> Directions for this task: Your answer must consist of exactly the lines below, starting with the line with "use crate::config::AppConfig;" and going on through the line with "pub fn use_app_context()", and nothing else.

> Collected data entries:
//! Rebuilding a tree from a flat listing
//!
//! Account-wide queries return every item at once, each carrying the ids of
//! its parents. An entry hangs under the first of its parents that is a
//! folder present in the same listing. Anything else (no parents, parents
//! outside the listing, members of a parent cycle) lands at the top level.

use super::{ROOT_ID, RemoteItem, ResolutionState, sort_children};
use crate::format::{ROOT_TYPE, is_folder_type};
use crate::remote::RemoteEntry;
use crate::types::ItemId;
use std::collections::HashMap;
use std::sync::Arc;

/// Build a resolved synthetic root named `root_name` from a flat listing
///
/// Folder sizes are the sum of everything beneath them.
pub fn build_tree(entries: Vec<RemoteEntry>, root_name: &str) -> Arc<RemoteItem> {
    let mut children = attach_flat(entries);
    sort_children(&mut children);
    let size = children.iter().map(|child| child.size).sum();

    let mut root = RemoteItem::with_state(
        ItemId::from(ROOT_ID),
        root_name.to_string(),
        ROOT_TYPE.to_string(),
        size,
        ResolutionState::Resolved(Vec::new()),
    );
    root = root.with_children(children);
    Arc::new(root)
}

/// Top-level items of a flat listing, each with its subtree attached
pub(crate) fn attach_flat(entries: Vec<RemoteEntry>) -> Vec<Arc<RemoteItem>> {
    // First occurrence of an id wins; later duplicates are dropped
    let mut index: HashMap<&str, usize> = HashMap::with_capacity(entries.len());
    for (i, entry) in entries.iter().enumerate() {
        index.entry(entry.id.as_str()).or_insert(i);
    }

    let mut kids: Vec<Vec<usize>> = vec![Vec::new(); entries.len()];
    let mut top = Vec::new();
    let mut live = vec![false; entries.len()];

    for (i, entry) in entries.iter().enumerate() {
        if index.get(entry.id.as_str()) != Some(&i) {
            continue;
        }
        live[i] = true;

        let parent = entry
            .parents
            .iter()
            .filter_map(|p| index.get(p.as_str()).copied())
            .find(|&p| p != i && is_folder_type(&entries[p].content_type));

        match parent {
            Some(p) => kids[p].push(i),
            None => top.push(i),
        }
    }

    let mut visited = vec![false; entries.len()];
    let mut roots = Vec::with_capacity(top.len());
    for i in top {
        roots.push(build_node(i, &entries, &kids, &mut visited));
    }

    // Whatever is still unvisited only hangs off a cycle
    for i in 0..entries.len() {
        if live[i] && !visited[i] {
            tracing::warn!(item_id = %entries[i].id, "Parent cycle in listing; attaching at top level");
            roots.push(build_node(i, &entries, &kids, &mut visited));
        }
    }

    roots
}

fn build_node(
    i: usize,
    entries: &[RemoteEntry],
    kids: &[Vec<usize>],
    visited: &mut [bool],
) -> Arc<RemoteItem> {
    visited[i] = true;
    let entry = entries[i].clone();

    if !is_folder_type(&entry.content_type) {
        return Arc::new(RemoteItem::from_entry(entry));
    }

    let mut children = Vec::with_capacity(kids[i].len());
    for &child in &kids[i] {
        if !visited[child] {
            children.push(build_node(child, entries, kids, visited));
        }
    }

    let mut folder = RemoteItem::from_entry(entry);
    folder.size = children.iter().map(|child| child.size).sum();
    Arc::new(folder.with_children(children))
}
//! Remote document-service collaborator
//!
//! The engine does not talk to the service itself. It consumes:
//! - [`RemoteClient`] for listing, export, media download, export links and
//!   sub-part enumeration. A client is not safe for concurrent use; every
//!   worker checks one out of a [`ClientPool`].
//! - [`LinkFetcher`] for the authenticated bearer GET of an export link
//!   ([`HttpLinkFetcher`] is the reqwest-based implementation).

mod http;
mod pool;

pub use http::{HttpLinkFetcher, LinkFetcher};
pub use pool::{ClientPool, PooledClient};

use crate::error::RemoteError;
use crate::tree::Query;
use crate::types::ItemId;
use chrono::{DateTime, Utc};
use serde::{Deserialize, Serialize};
use tokio::io::AsyncWrite;

/// Destination for streamed bytes
pub type ByteSink<'a> = dyn AsyncWrite + Send + Unpin + 'a;

/// One entry of a listing page
#[derive(Clone, Debug, Default, PartialEq, Serialize, Deserialize)]
pub struct RemoteEntry {
    /// Item identifier
    pub id: String,
    /// Display name
    pub name: String,
    /// Content type
    pub content_type: String,
    /// Parent folder identifiers
    #[serde(default)]
    pub parents: Vec<String>,
    /// Last modification time
    #[serde(default)]
    pub modified: Option<DateTime<Utc>>,
    /// Size in bytes (0 when the service does not report one)
    #[serde(default)]
    pub size: u64,
    /// Whether the item is shared
    #[serde(default)]
    pub shared: bool,
    /// Direct binary URL usable when the media download is refused
    #[serde(default)]
    pub binary_url: Option<String>,
}

/// A page of listing results
#[derive(Clone, Debug, Default)]
pub struct ListPage {
    /// Entries on this page
    pub entries: Vec<RemoteEntry>,
    /// Token for the next page, if any
    pub next_page_token: Option<String>,
}

/// A sub-document of a composite item (a sheet, a slide)
#[derive(Clone, Debug, PartialEq, Eq)]
pub struct SubPart {
    /// Service identifier of the sub-part
    pub id: String,
    /// Title, when the sub-part has one
    pub title: Option<String>,
    /// Zero-based position within the item
    pub index: usize,
}

/// Export of one item (or one sub-part of it) into a mime type
#[derive(Clone, Copy, Debug)]
pub struct ExportRequest<'a> {
    /// Item to export
    pub item_id: &'a ItemId,
    /// Target mime type
    pub mime_type: &'a str,
    /// Sub-part to export instead of the whole item
    pub part: Option<&'a SubPart>,
}

/// Remote document-service client
///
/// Implementations wrap the real service API. Methods take `&mut self`: a
/// client instance is used by one worker at a time, and [`fork`](Self::fork)
/// produces independent instances for other workers.
#[async_trait::async_trait]
pub trait RemoteClient: Send {
    /// Fetch one page of items matching `query`
    async fn list(
        &mut self,
        query: &Query,
        page_token: Option<&str>,
    ) -> Result<ListPage, RemoteError>;

    /// Export an item into `request.mime_type`, streaming into `sink`;
    /// returns the number of bytes written
    async fn export(
        &mut self,
        request: &ExportRequest<'_>,
        sink: &mut ByteSink<'_>,
    ) -> Result<u64, RemoteError>;

    /// Download an item's binary content as-is
    async fn download_media(
        &mut self,
        id: &ItemId,
        sink: &mut ByteSink<'_>,
    ) -> Result<u64, RemoteError>;

    /// Time-limited URL serving the same export, if the service offers one
    async fn export_link(
        &mut self,
        request: &ExportRequest<'_>,
    ) -> Result<Option<String>, RemoteError>;

    /// Enumerate the sub-parts of a composite item, in order
    async fn sub_parts(
        &mut self,
        id: &ItemId,
        content_type: &str,
    ) -> Result<Vec<SubPart>, RemoteError>;

    /// Current bearer token for authenticated fetches
    async fn access_token(&mut self) -> Result<String, RemoteError>;

    /// Create an independent client sharing the same credentials
    fn fork(&self) -> Result<Box<dyn RemoteClient>, RemoteError>;
}
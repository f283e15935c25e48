use super::*;

#[tokio::test]
async fn test_one_failure_does_not_disturb_siblings() {
    let temp = tempfile::tempdir().unwrap();
    let remote = FakeRemote::new();
    let mut children = Vec::new();
    for i in 0..6 {
        let id = format!("f{i}");
        remote.with_bytes(&id, vec![i as u8; 4096], 512);
        children.push(RemoteItem::file(id.as_str(), format!("file{i}.bin"), "application/octet-stream", 4096));
    }
    // Primary and fallback both fail for this one
    remote.with_content("f3", FakeContent::Fail);
    let root = root_with(children);

    let mirror = mirror(&remote, &temp);
    let mut rx = mirror.subscribe();
    let run = mirror.run(root).await.unwrap();
    let root_dir = run.root_dir().to_path_buf();
    let report = run.wait().await.unwrap();

    assert_eq!(report.succeeded, 5);
    assert_eq!(report.failed, 1);
    assert_eq!(report.failures.len(), 1);
    assert_eq!(report.failures[0].filename, "file3.bin");
    assert!(
        report.failures[0].message.contains("no binary fallback URL"),
        "message was {}",
        report.failures[0].message
    );
    assert!(!report.is_success());

    let failed_events = drain(&mut rx)
        .into_iter()
        .filter(|e| matches!(e, Event::FileFailed(_)))
        .count();
    assert_eq!(failed_events, 1, "a failure is reported exactly once");

    let files = files_under(&root_dir);
    assert_eq!(files.len(), 5);
    assert!(!files.contains(&"file3.bin".to_string()), "no partial output");
    for i in [0u8, 1, 2, 4, 5] {
        let bytes = std::fs::read(root_dir.join(format!("file{i}.bin"))).unwrap();
        assert_eq!(bytes, vec![i; 4096]);
    }
}

#[tokio::test]
async fn test_failed_export_with_partial_bytes_is_removed() {
    let temp = tempfile::tempdir().unwrap();
    let remote = FakeRemote::new();
    remote.with_content("doc", FakeContent::FailAfter { partial: 2048 });
    let doc = RemoteItem::file("doc", "Report", NativeKind::Document.content_type(), 0);

    let run = mirror(&remote, &temp).run(root_with(vec![doc])).await.unwrap();
    let root_dir = run.root_dir().to_path_buf();
    let report = run.wait().await.unwrap();

    assert_eq!(report.failed, 1);
    assert!(report.failures[0].message.contains("fallback failed"));
    assert!(files_under(&root_dir).is_empty());
}

#[tokio::test]
async fn test_fork_failure_is_an_item_failure() {
    let temp = tempfile::tempdir().unwrap();
    let remote = FakeRemote::new();
    remote.fail_fork();
    let root = root_with(vec![RemoteItem::file("f", "f.txt", TEXT, 1)]);

    let run = mirror(&remote, &temp).run(root).await.unwrap();
    let report = run.wait().await.unwrap();

    assert_eq!(report.succeeded, 0);
    assert_eq!(report.failed, 1);
    assert!(report.failures[0].message.contains("fork refused"));
}

#[tokio::test]
async fn test_failures_visible_while_running() {
    let temp = tempfile::tempdir().unwrap();
    let remote = FakeRemote::new();
    remote.with_content("bad", FakeContent::Fail);
    let root = root_with(vec![RemoteItem::file("bad", "bad.bin", "application/octet-stream", 1)]);

    let run = mirror(&remote, &temp).run(root).await.unwrap();
    tokio::time::timeout(Duration::from_secs(5), async {
        while run.failures().is_empty() {
            tokio::time::sleep(Duration::from_millis(5)).await;
        }
    })
    .await
    .unwrap();

    assert_eq!(run.failures()[0].filename, "bad.bin");
    run.wait().await.unwrap();
}
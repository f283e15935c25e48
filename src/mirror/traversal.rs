//! Depth-first coordinator for one run.

use super::progress::TransferHandle;
use super::transfer::{self, UnitPlan};
use super::{RunShared, lifecycle};
use crate::error::Error;
use crate::export::Exporter;
use crate::format::ExportFormat;
use crate::naming::output_name;
use crate::tree::{RemoteItem, ResolutionState};
use crate::types::{Event, ItemId, RunReport};
use std::collections::HashSet;
use std::path::{Path, PathBuf};
use std::sync::{Arc, PoisonError};
use tokio::task::JoinSet;

/// Drive a whole run: traverse, then join every unit and build the report
pub(super) async fn coordinate(
    shared: Arc<RunShared>,
    root: Arc<RemoteItem>,
    run_dir: PathBuf,
    root_dir: PathBuf,
) -> RunReport {
    shared.emit(Event::RunStarted {
        run_dir: run_dir.clone(),
    });
    shared.progress.add_known(root.known_bytes());
    shared.publish_progress();

    let mut units = JoinSet::new();
    traverse(&shared, root, &root_dir, &mut units).await;
    tracing::debug!(pending = units.len(), "Traversal finished");

    lifecycle::finish(&shared, run_dir, units).await
}

/// A child of a folder with its final local name decided
struct Planned {
    item: Arc<RemoteItem>,
    name: String,
    base: String,
    extension: String,
    exporter: Exporter,
    format: ExportFormat,
}

async fn traverse(
    shared: &Arc<RunShared>,
    root: Arc<RemoteItem>,
    root_dir: &Path,
    units: &mut JoinSet<()>,
) {
    let mut stack = vec![(root, root_dir.to_path_buf())];
    let mut visited: HashSet<ItemId> = HashSet::new();

    while let Some((folder, dir)) = stack.pop() {
        if shared.cancel.is_cancelled() {
            tracing::info!("Traversal stopped by cancellation");
            return;
        }
        if !visited.insert(folder.id.clone()) {
            tracing::warn!(item_id = %folder.id, name = %folder.name, "Folder reached twice, skipping");
            continue;
        }

        let Some(children) = expand(shared, &folder, &dir).await else {
            continue;
        };
        if shared.cancel.is_cancelled() {
            tracing::info!("Traversal stopped by cancellation");
            return;
        }

        // Every name in this folder is settled before anything is submitted
        let plan = plan_names(shared, &children, &dir);

        let mut subfolders = Vec::new();
        for planned in plan {
            if planned.item.is_folder() {
                subfolders.push((planned.item, dir.join(&planned.name)));
            } else {
                submit(shared, units, planned, &dir);
            }
        }
        stack.extend(subfolders.into_iter().rev());

        // Reap finished units as we go
        while let Some(joined) = units.try_join_next() {
            if let Err(e) = joined
                && e.is_panic()
            {
                tracing::error!(error = %e, "Transfer task panicked");
            }
        }
    }
}

/// Create the folder's directory and make sure its children are known
///
/// Returns `None` when the subtree has to be skipped.
async fn expand(
    shared: &RunShared,
    folder: &RemoteItem,
    dir: &Path,
) -> Option<Vec<Arc<RemoteItem>>> {
    if let Err(source) = tokio::fs::create_dir_all(dir).await {
        let error = Error::DirectoryCreation {
            path: dir.to_path_buf(),
            source,
        };
        shared.record_failure(&folder.name, &error);
        return None;
    }

    // Listed and failed before this run reached it
    if let ResolutionState::Error(message) = folder.state() {
        let error = Error::Other(format!("folder listing failed: {}", message));
        shared.record_failure(&folder.name, &error);
        return None;
    }
    if folder.is_resolved() {
        return Some(folder.children());
    }

    shared.status(format!("Fetching contents of folder: {}", folder.name));
    let resolved = tokio::select! {
        biased;
        _ = shared.cancel.cancelled() => {
            tracing::debug!(item_id = %folder.id, "Folder listing interrupted by cancellation");
            return None;
        }
        resolved = folder.resolve(&shared.clients, &shared.config.retry) => resolved,
    };

    match resolved {
        Ok(children) => {
            let discovered = folder.known_bytes();
            shared.progress.add_known(discovered);
            shared.emit(Event::FolderResolved {
                item_id: folder.id.clone(),
                name: folder.name.clone(),
                children: children.len(),
                discovered_bytes: discovered,
            });
            shared.publish_progress();
            Some(children)
        }
        Err(error) => {
            shared.record_failure(&folder.name, &error);
            None
        }
    }
}

fn plan_names(shared: &RunShared, children: &[Arc<RemoteItem>], dir: &Path) -> Vec<Planned> {
    children
        .iter()
        .map(|child| {
            let format = if child.is_folder() {
                ExportFormat::Native
            } else {
                shared.config.export.format_for(&child.content_type)
            };
            let exporter = Exporter::select(&child.content_type, format);
            let as_directory = child.is_folder() || exporter.produces_directory();

            let (base, extension) =
                output_name(&child.name, &child.content_type, format, as_directory);
            let name = shared.names.claim(dir, &base, &extension);

            Planned {
                item: child.clone(),
                name,
                base,
                extension,
                exporter,
                format,
            }
        })
        .collect()
}

fn submit(shared: &Arc<RunShared>, units: &mut JoinSet<()>, planned: Planned, dir: &Path) {
    let path = dir.join(&planned.name);
    let handle = Arc::new(TransferHandle::new(
        planned.item.id.clone(),
        planned.name.clone(),
        planned.item.size,
    ));
    shared
        .transfers
        .lock()
        .unwrap_or_else(PoisonError::into_inner)
        .push(handle.clone());

    tracing::debug!(item_id = %planned.item.id, path = %path.display(), "Transfer queued");
    shared.emit(Event::TransferQueued {
        item_id: planned.item.id.clone(),
        name: planned.name.clone(),
        path,
    });

    let plan = UnitPlan {
        item: planned.item,
        exporter: planned.exporter,
        format: planned.format,
        dir: dir.to_path_buf(),
        name: planned.name,
        base: planned.base,
        extension: planned.extension,
    };
    units.spawn(transfer::run_unit(shared.clone(), handle, plan));
}
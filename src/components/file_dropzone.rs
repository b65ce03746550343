//! File Dropzone Component
//!
//! Image picker accepting a dropped file or a file dialog choice.
//! Shows a preview of the chosen image.

use leptos::prelude::*;
use leptos::task::spawn_local;
use leptos_filedrop::{
    create_file_drop_signals, format_size, make_on_dragleave, make_on_dragover, make_on_drop,
    make_on_input_change, read_file, revoke_preview,
};

use crate::models::UploadedFile;

/// Drop zone reporting the chosen image through `on_file_uploaded`.
/// Nothing is reported when the user picks no file.
#[component]
pub fn FileDropzone(#[prop(into)] on_file_uploaded: Callback<UploadedFile>) -> impl IntoView {
    let zone = create_file_drop_signals();
    let (preview_url, set_preview_url) = signal(None::<String>);
    let (caption, set_caption) = signal(String::new());

    let on_file = move |file: web_sys::File| {
        spawn_local(async move {
            match read_file(file).await {
                Ok(dropped) => {
                    log::info!("[Dropzone] Picked {} ({} bytes)", dropped.name, dropped.bytes.len());
                    if let Some(old) = preview_url.get_untracked() {
                        revoke_preview(&old);
                    }
                    set_caption.set(format!("{} ({})", dropped.name, format_size(dropped.bytes.len())));
                    set_preview_url.set(dropped.preview_url.clone());
                    on_file_uploaded.run(dropped.into());
                }
                Err(e) => log::warn!("[Dropzone] {}", e),
            }
        });
    };

    view! {
        <div
            class=move || if zone.is_over_read.get() { "dropzone active" } else { "dropzone" }
            on:dragover=make_on_dragover(zone)
            on:dragleave=make_on_dragleave(zone)
            on:drop=make_on_drop(zone, on_file)
        >
            <input
                type="file"
                id="image"
                accept="image/*"
                on:change=make_on_input_change(on_file)
            />
            {move || match preview_url.get() {
                Some(url) => view! {
                    <figure class="dropzone-preview">
                        <img src=url alt="Imagem do ponto" />
                        <figcaption>{move || caption.get()}</figcaption>
                    </figure>
                }.into_any(),
                None => view! {
                    <label for="image">
                        <span class="dropzone-icon">"⬆"</span>
                        "Imagem do estabelecimento"
                    </label>
                }.into_any(),
            }}
        </div>
    }
}
//! Application Context
//!
//! Shared, read-only settings provided via Leptos Context API.

use leptos::prelude::*;

use crate::config::AppConfig;

/// App-wide values provided via context
#[derive(Clone, Copy)]
pub struct AppContext {
    config: StoredValue<AppConfig>,
}

impl AppContext {
    pub fn new(config: AppConfig) -> Self {
        Self {
            config: StoredValue::new(config),
        }
    }

    pub fn config(&self) -> AppConfig {
        self.config.get_value()
    }
}

pub fn use_app_context() -> AppContext {
    expect_context::<AppContext>()
}
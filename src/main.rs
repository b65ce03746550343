//! Ecoleta Frontend Entry Point

mod actions;
mod api;
mod app;
mod browser;
mod components;
mod config;
mod context;
mod error;
mod leaflet;
mod models;
mod store;

use app::App;
use config::AppConfig;
use leptos::prelude::*;
use rolling_logger::LoggerConfig;

fn main() {
    console_error_panic_hook::set_once();

    let config = AppConfig::from_env();
    let level = if cfg!(debug_assertions) {
        log::LevelFilter::Debug
    } else {
        log::LevelFilter::Info
    };
    if let Err(e) = rolling_logger::init(LoggerConfig { capacity: config.log_capacity, level }) {
        web_sys::console::error_1(&format!("[Main] Logger already set: {}", e).into());
    }
    log::info!("[Main] Backend at {}", config.api_base_url);

    mount_to_body(move || view! { <App config=config /> });
}
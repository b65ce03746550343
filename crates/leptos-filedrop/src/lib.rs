//! Leptos FileDrop Utilities
//!
//! Drag-and-drop and file-input helpers for Leptos.
//! Handlers only pick the first file; reading it into memory is left to
//! the caller through [`read_file`].

use leptos::prelude::*;
use wasm_bindgen::JsCast;
use wasm_bindgen_futures::JsFuture;

/// Content type used when the browser reports none
pub const FALLBACK_CONTENT_TYPE: &str = "application/octet-stream";

/// A file chosen by the user, fully read into memory
#[derive(Clone, Debug, PartialEq)]
pub struct DroppedFile {
    pub name: String,
    pub content_type: String,
    pub bytes: Vec<u8>,
    /// Object URL for an `<img>` preview (revoke with [`revoke_preview`])
    pub preview_url: Option<String>,
}

/// Drop zone state signals
#[derive(Clone, Copy)]
pub struct FileDropSignals {
    /// A drag carrying data is currently over the zone
    pub is_over_read: ReadSignal<bool>,
    pub is_over_write: WriteSignal<bool>,
}

pub fn create_file_drop_signals() -> FileDropSignals {
    let (is_over_read, is_over_write) = signal(false);
    FileDropSignals {
        is_over_read,
        is_over_write,
    }
}

/// Create dragover handler. Prevents default so the browser allows a drop.
pub fn make_on_dragover(zone: FileDropSignals) -> impl Fn(web_sys::DragEvent) + Copy + 'static {
    move |ev: web_sys::DragEvent| {
        ev.prevent_default();
        if !zone.is_over_read.get_untracked() {
            zone.is_over_write.set(true);
        }
    }
}

/// Create dragleave handler
pub fn make_on_dragleave(zone: FileDropSignals) -> impl Fn(web_sys::DragEvent) + Copy + 'static {
    move |_ev: web_sys::DragEvent| {
        zone.is_over_write.set(false);
    }
}

/// Create drop handler. Calls `on_file` with the first dropped file, if any.
pub fn make_on_drop<F>(zone: FileDropSignals, on_file: F) -> impl Fn(web_sys::DragEvent) + Copy + 'static
where
    F: Fn(web_sys::File) + Copy + 'static,
{
    move |ev: web_sys::DragEvent| {
        ev.prevent_default();
        zone.is_over_write.set(false);

        let files = ev.data_transfer().and_then(|dt| dt.files());
        if let Some(file) = first_file(files) {
            on_file(file);
        }
    }
}

/// Create change handler for an `<input type="file">`
pub fn make_on_input_change<F>(on_file: F) -> impl Fn(web_sys::Event) + Copy + 'static
where
    F: Fn(web_sys::File) + Copy + 'static,
{
    move |ev: web_sys::Event| {
        let Some(input) = ev
            .target()
            .and_then(|t| t.dyn_into::<web_sys::HtmlInputElement>().ok())
        else {
            return;
        };
        if let Some(file) = first_file(input.files()) {
            on_file(file);
        }
    }
}

/// First file of a (possibly missing) file list
pub fn first_file(files: Option<web_sys::FileList>) -> Option<web_sys::File> {
    files.and_then(|list| list.get(0))
}

/// Read a browser file into memory and create a preview URL for it
pub async fn read_file(file: web_sys::File) -> Result<DroppedFile, String> {
    let buffer = JsFuture::from(file.array_buffer())
        .await
        .map_err(|e| format!("failed to read {}: {:?}", file.name(), e))?;
    let bytes = js_sys::Uint8Array::new(&buffer).to_vec();
    let preview_url = web_sys::Url::create_object_url_with_blob(&file).ok();

    Ok(DroppedFile {
        name: file.name(),
        content_type: content_type_or_default(&file.type_()),
        bytes,
        preview_url,
    })
}

/// Release an object URL created by [`read_file`]
pub fn revoke_preview(url: &str) {
    let _ = web_sys::Url::revoke_object_url(url);
}

pub fn content_type_or_default(raw: &str) -> String {
    let trimmed = raw.trim();
    if trimmed.is_empty() {
        FALLBACK_CONTENT_TYPE.to_string()
    } else {
        trimmed.to_string()
    }
}

/// Human readable file size
pub fn format_size(size: usize) -> String {
    if size < 1024 {
        format!("{} B", size)
    } else if size < 1024 * 1024 {
        format!("{:.1} KB", size as f64 / 1024.0)
    } else {
        format!("{:.1} MB", size as f64 / (1024.0 * 1024.0))
    }
}

#[cfg(test)]
mod tests {
    use super::*;

    #[test]
    fn test_content_type_fallback() {
        assert_eq!(content_type_or_default(""), FALLBACK_CONTENT_TYPE);
        assert_eq!(content_type_or_default("  "), FALLBACK_CONTENT_TYPE);
        assert_eq!(content_type_or_default("image/png"), "image/png");
    }

    #[test]
    fn test_format_size() {
        assert_eq!(format_size(512), "512 B");
        assert_eq!(format_size(2048), "2.0 KB");
        assert_eq!(format_size(3 * 1024 * 1024 + 512 * 1024), "3.5 MB");
    }
}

> Exercise result:
use crate::config::AppConfig;

/// App-wide values provided via context
#[derive(Clone, Copy)]
pub struct AppContext {
    config: StoredValue<AppConfig>,
}

impl AppContext {
    pub fn new(config: AppConfig) -> Self {
        Self {
            config: StoredValue::new(config),
        }
    }

    pub fn config(&self) -> AppConfig {
        self.config.get_value()
    }
}

pub fn use_app_context() -> AppContext {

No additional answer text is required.